Heat poured through him, and he didn’t know if it was her magic sparking on the air or his own body flushing, but either way it was welcome.
Lila pulled back, just enough to meet his gaze, her breath a plume of white between their lips. “What was that for?” she asked.
“For warmth,” he said, and they both smiled at the words, the memory drawn like thread between them, between now and that first night when she had done the same to him, and claimed it was for luck. She kissed him again, deeper, hands sliding beneath his coat. Kell leaned in. He loved her. It scared him, but frankly, so did Lila. She always had.
Delilah Bard wasn’t a soft bed on a summer morning. She was a blade in the dark, dazzling, and dangerous, and sharp. Even now, he half expected to feel her teeth against his lip, the bright prick of pain, the taste of his own blood.
But all Kell felt was her.
Nearby, Vasry cleared his throat. “I think I’ll find my own warmth,” he said, slipping away into the fair.
And then Lila was pulling away, too, drawn to the many stalls and their offerings. She looked back only once, lips twitching in a grin.
And then she was gone.
Kell was about to follow when a small weight collided with his side and bounced off. He turned to see a child stumbling back, landing hard on the ice.
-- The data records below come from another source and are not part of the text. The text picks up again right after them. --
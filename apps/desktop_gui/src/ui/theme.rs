//! Colors shared by the panels.

use client_core::presentation::{parse_hex_color, HEALTHY_COLOR};
use eframe::egui::Color32;

pub const ACCENT: Color32 = Color32::from_rgb(0x4C, 0xAF, 0x50);
pub const WARNING: Color32 = Color32::from_rgb(0xFF, 0x98, 0x00);
pub const ERROR: Color32 = Color32::from_rgb(0xE5, 0x39, 0x35);
pub const DROP_HIGHLIGHT: Color32 = Color32::from_rgb(0x81, 0xC7, 0x84);

/// Parses a `#RRGGBB` token, falling back to the healthy green.
pub fn color_from_hex(token: &str) -> Color32 {
    parse_hex_color(token)
        .or_else(|| parse_hex_color(HEALTHY_COLOR))
        .map(|(r, g, b)| Color32::from_rgb(r, g, b))
        .unwrap_or(ACCENT)
}

/// Black or white, whichever reads better on `background`.
pub fn text_on(background: Color32) -> Color32 {
    let luma = 0.299 * background.r() as f32
        + 0.587 * background.g() as f32
        + 0.114 * background.b() as f32;
    if luma > 160.0 {
        Color32::BLACK
    } else {
        Color32::WHITE
    }
}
A girl, so bundled up against the cold that he could only see the tops of her flushed cheeks, and her blazing blue eyes.
She hiccupped, sounded about to cry, when a woman arrived and swept the child up into her arms, turning to Kell to apologize. She looked at him, and as she did, cold raked its fingers over his scalp, and he realized his hood had fallen back, revealing his red hair. His black eye.
Kell flinched, bracing himself for the weight of recognition. For fear, or awe, and the scene it would bring. But there was no scene. His appearance meant nothing to her. Of course it meant nothing. He was a thousand leagues from home. He wasn’t a prince, not in this land, and as for an Antari, perhaps she didn’t even know what an Antari was. Perhaps she didn’t care.
To her, he was just a stranger at the lightless fair.
She carried the child off, and Kell watched them go, a small laugh escaping in a cloud of fog.
“Hassa,” called a voice, and it took Kell a moment to realize it was calling to him. He turned, and saw a man in one of the stalls, a scarf wrapped tight over the lower half of his face.
“Hassa!” he called again, waving Kell over. He wasn’t sure what the man was selling—the table before him was full of figurines—but it was the back wall that caught Kell’s eye.
The entire space was taken up by a single sculpture, a large and impossibly delicate thing that might have been a palace, or simply a very ornate house, its fa?ade interrupted by a series of windows.
And unlike the stall itself, whose ice was several inches thick, the sculpted house was made of frost-thin panes, and looked like it might crumble at the slightest push. That, Kell realized, was the point.